* _Problem_: Output, word for word, every line from the start of the listing down to and including the line that contains "fn render(self, area: Rect, buf: &mut"; include nothing else.

* _Supplied material_:
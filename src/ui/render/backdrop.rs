use crate::surface::{PixelBuffer, Size};
use ratatui::{buffer::Buffer, layout::Rect, style::Color, widgets::Widget};

/// Glyph covering the top half of a cell: fg paints the upper pixel, bg the
/// lower one.
///
const UPPER_HALF: &str = "▀";

/// Device-pixel size of a terminal area: one pixel per column, two per row.
///
pub fn pixel_size(area: Rect) -> Size {
    Size::new(area.width as u32, area.height as u32 * 2)
}

/// Full-bleed widget compositing surfaces, bottom first, over an opaque
/// background. It only paints cells; it holds no state and takes no input.
///
pub struct Backdrop<'a> {
    layers: Vec<&'a PixelBuffer>,
    background: (u8, u8, u8),
}

impl<'a> Backdrop<'a> {
    pub fn new(layers: Vec<&'a PixelBuffer>, background: (u8, u8, u8)) -> Self {
        Backdrop { layers, background }
    }

    fn pixel(&self, x: u32, y: u32) -> Color {
        let (r, g, b) = self
            .layers
            .iter()
            .fold(self.background, |below, layer| layer.composite_over(x, y, below));
        Color::Rgb(r, g, b)
    }
}

impl Widget for Backdrop<'_> {
    fn render(self, area: Rect, buf: &mut Buffer) {
        for row in 0..area.height {
            for col in 0..area.width {
                let top = self.pixel(col as u32, row as u32 * 2);
                let bottom = self.pixel(col as u32, row as u32 * 2 + 1);
                buf.get_mut(area.x + col, area.y + row)
                    .set_symbol(UPPER_HALF)
                    .set_fg(top)
                    .set_bg(bottom);
            }
        }
    }
}
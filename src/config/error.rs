//! Configuration-specific error types.

use crate::field::FieldError;
use std::path::PathBuf;

/// Errors that can occur during configuration operations.
#[derive(Debug, thiserror::Error)]
pub enum ConfigError {
    /// File path was not set
    #[error("Configuration file path not set")]
    FilePathNotSet,

    /// Failed to find home directory
    #[error("Failed to find home directory")]
    HomeDirectoryNotFound,

    /// Failed to load configuration file
    #[error("Failed to load configuration from {path}: {message}")]
    LoadFailed { path: PathBuf, message: String },

    /// Failed to save configuration file
    #[error("Failed to save configuration to {path}: {source}")]
    SaveFailed {
        path: PathBuf,
        source: std::io::Error,
    },

    /// Failed to create configuration directory
    #[error("Failed to create configuration directory {path}: {source}")]
    CreateDirectoryFailed {
        path: PathBuf,
        source: std::io::Error,
    },

    /// Failed to serialize configuration
    #[error("Failed to serialize configuration: {0}")]
    SerializationFailed(String),

    /// Failed to deserialize configuration
    #[error("Failed to deserialize configuration: {0}")]
    DeserializationFailed(String),

    /// A field entry has an unusable color template
    #[error("Invalid field #{index}: {source}")]
    InvalidField { index: usize, source: FieldError },

    /// Frame rate outside the supported range
    #[error("Frame rate must be between 1 and {max}, got {value}")]
    InvalidFrameRate { value: u32, max: u32 },
}
//! Configuration management module.
//!
//! This module handles loading and saving the application configuration:
//! frame rate, foreground headline, the particle fields to render and the
//! decorative layers to draw.

mod error;

pub use error::ConfigError;

use crate::decor::DecorOptions;
use crate::error::AppError;
use crate::field::{ColorTemplate, FieldOptions, DEFAULT_PARTICLE_COUNT, DEFAULT_TEMPLATE};
use serde::{Deserialize, Serialize};
use std::{
    fs,
    io::Write,
    path::{Path, PathBuf},
};

const FILE_NAME: &str = "config.yml";
const DEFAULT_DIRECTORY_PATH: &str = ".config/particle-field";

/// Highest supported frame rate.
///
pub const MAX_FRAME_RATE: u32 = 240;

/// Oversees management of configuration file.
///
#[derive(Clone, Debug)]
pub struct Config {
    pub frame_rate: u32,
    pub headline: String,
    pub fields: Vec<FieldOptions>,
    pub decor: DecorOptions,
    file_path: Option<PathBuf>,
}

/// Define specification for configuration file.
///
#[derive(Serialize, Deserialize)]
struct FileSpec {
    #[serde(default = "default_frame_rate")]
    pub frame_rate: u32,
    #[serde(default = "default_headline")]
    pub headline: String,
    #[serde(default = "default_fields")]
    pub fields: Vec<FieldSpec>,
    #[serde(default)]
    pub decor: DecorOptions,
}

/// One particle field entry in the configuration file.
///
#[derive(Serialize, Deserialize)]
struct FieldSpec {
    #[serde(default = "default_particle_color")]
    pub particle_color: String,
    #[serde(default = "default_particle_count")]
    pub particle_count: usize,
}

fn default_frame_rate() -> u32 {
    60
}

fn default_headline() -> String {
    "particle-field".to_string()
}

fn default_particle_color() -> String {
    DEFAULT_TEMPLATE.to_string()
}

fn default_particle_count() -> usize {
    DEFAULT_PARTICLE_COUNT
}

fn default_fields() -> Vec<FieldSpec> {
    vec![FieldSpec {
        particle_color: default_particle_color(),
        particle_count: default_particle_count(),
    }]
}

impl Config {
    /// Return a new instance holding the defaults.
    ///
    pub fn new() -> Config {
        Config {
            frame_rate: default_frame_rate(),
            headline: default_headline(),
            fields: vec![FieldOptions::default()],
            decor: DecorOptions::default(),
            file_path: None,
        }
    }

    /// Build a configuration from YAML text, validating every field.
    ///
    pub fn from_yaml(contents: &str) -> Result<Config, AppError> {
        let data: FileSpec = serde_yaml::from_str(contents)
            .map_err(|e| ConfigError::DeserializationFailed(e.to_string()))?;
        Config::from_spec(data)
    }

    fn from_spec(data: FileSpec) -> Result<Config, AppError> {
        if data.frame_rate == 0 || data.frame_rate > MAX_FRAME_RATE {
            return Err(ConfigError::InvalidFrameRate {
                value: data.frame_rate,
                max: MAX_FRAME_RATE,
            }
            .into());
        }
        let fields = data
            .fields
            .iter()
            .enumerate()
            .map(|(index, spec)| {
                ColorTemplate::parse(&spec.particle_color)
                    .map(|color| FieldOptions {
                        color,
                        particle_count: spec.particle_count,
                    })
                    .map_err(|source| ConfigError::InvalidField { index, source })
            })
            .collect::<Result<Vec<_>, _>>()?;
        Ok(Config {
            frame_rate: data.frame_rate,
            headline: data.headline,
            fields,
            decor: data.decor,
            file_path: None,
        })
    }

    fn to_spec(&self) -> FileSpec {
        FileSpec {
            frame_rate: self.frame_rate,
            headline: self.headline.clone(),
            fields: self
                .fields
                .iter()
                .map(|f| FieldSpec {
                    particle_color: f.color.to_string(),
                    particle_count: f.particle_count,
                })
                .collect(),
            decor: self.decor,
        }
    }

    /// Try to load an existing configuration from the disk using the custom
    /// directory if provided. A missing file leaves the defaults in place.
    ///
    pub fn load(&mut self, custom_path: Option<&str>) -> Result<(), AppError> {
        let dir_path = match custom_path {
            Some(path) => Path::new(&path).to_path_buf(),
            None => Config::default_path()?,
        };
        let file_path = dir_path.join(Path::new(FILE_NAME));

        if file_path.exists() {
            let contents = fs::read_to_string(&file_path).map_err(|e| ConfigError::LoadFailed {
                path: file_path.clone(),
                message: format!("IO error: {}", e),
            })?;
            *self = Config::from_yaml(&contents)?;
        }
        self.file_path = Some(file_path);
        Ok(())
    }

    /// Serialize the current configuration and write it to disk, creating
    /// the parent directory if needed.
    ///
    pub fn save(&self) -> Result<(), AppError> {
        let file_path = self.file_path.as_ref().ok_or(ConfigError::FilePathNotSet)?;
        let content = serde_yaml::to_string(&self.to_spec())
            .map_err(|e| ConfigError::SerializationFailed(e.to_string()))?;

        if let Some(parent) = file_path.parent() {
            if !parent.exists() {
                fs::create_dir_all(parent).map_err(|e| ConfigError::CreateDirectoryFailed {
                    path: parent.to_path_buf(),
                    source: e,
                })?;
            }
        }

        let mut file = fs::File::create(file_path).map_err(|e| ConfigError::SaveFailed {
            path: file_path.clone(),
            source: e,
        })?;
        write!(file, "{}", content).map_err(|e| ConfigError::SaveFailed {
            path: file_path.clone(),
            source: e,
        })?;
        file.flush().map_err(|e| ConfigError::SaveFailed {
            path: file_path.clone(),
            source: e,
        })?;
        Ok(())
    }

    /// Override the particle count of every configured field.
    ///
    pub fn set_particle_count(&mut self, count: usize) {
        for field in self.fields.iter_mut() {
            field.particle_count = count;
        }
    }

    pub fn file_path(&self) -> Option<&Path> {
        self.file_path.as_deref()
    }

    /// Whether a configuration file exists at the resolved path.
    ///
    pub fn file_exists(&self) -> bool {
        self.file_path.as_ref().map(|p| p.exists()).unwrap_or(false)
    }

    /// Returns the path buffer for the default configuration directory or an
    /// error if the home directory could not be found.
    ///
    fn default_path() -> Result<PathBuf, AppError> {
        match dirs::home_dir() {
            Some(home) => {
                let home_path = Path::new(&home);
                let default_config_path = Path::new(DEFAULT_DIRECTORY_PATH);
                Ok(home_path.join(default_config_path))
            }
            None => Err(ConfigError::HomeDirectoryNotFound.into()),
        }
    }
}

impl Default for Config {
    fn default() -> Self {
        Config::new()
    }
}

* _Answer below_:
filename src/ui/render/backdrop.rs
use crate::surface::{PixelBuffer, Size};
use ratatui::{buffer::Buffer, layout::Rect, style::Color, widgets::Widget};

/// Glyph covering the top half of a cell: fg paints the upper pixel, bg the
/// lower one.
///
const UPPER_HALF: &str = "▀";

/// Device-pixel size of a terminal area: one pixel per column, two per row.
///
pub fn pixel_size(area: Rect) -> Size {
    Size::new(area.width as u32, area.height as u32 * 2)
}

/// Full-bleed widget compositing surfaces, bottom first, over an opaque
/// background. It only paints cells; it holds no state and takes no input.
///
pub struct Backdrop<'a> {
    layers: Vec<&'a PixelBuffer>,
    background: (u8, u8, u8),
}

impl<'a> Backdrop<'a> {
    pub fn new(layers: Vec<&'a PixelBuffer>, background: (u8, u8, u8)) -> Self {
        Backdrop { layers, background }
    }

    fn pixel(&self, x: u32, y: u32) -> Color {
        let (r, g, b) = self
            .layers
            .iter()
            .fold(self.background, |below, layer| layer.composite_over(x, y, below));
        Color::Rgb(r, g, b)
    }
}

impl Widget for Backdrop<'_> {
    fn render(self, area: Rect, buf: &mut Buffer) {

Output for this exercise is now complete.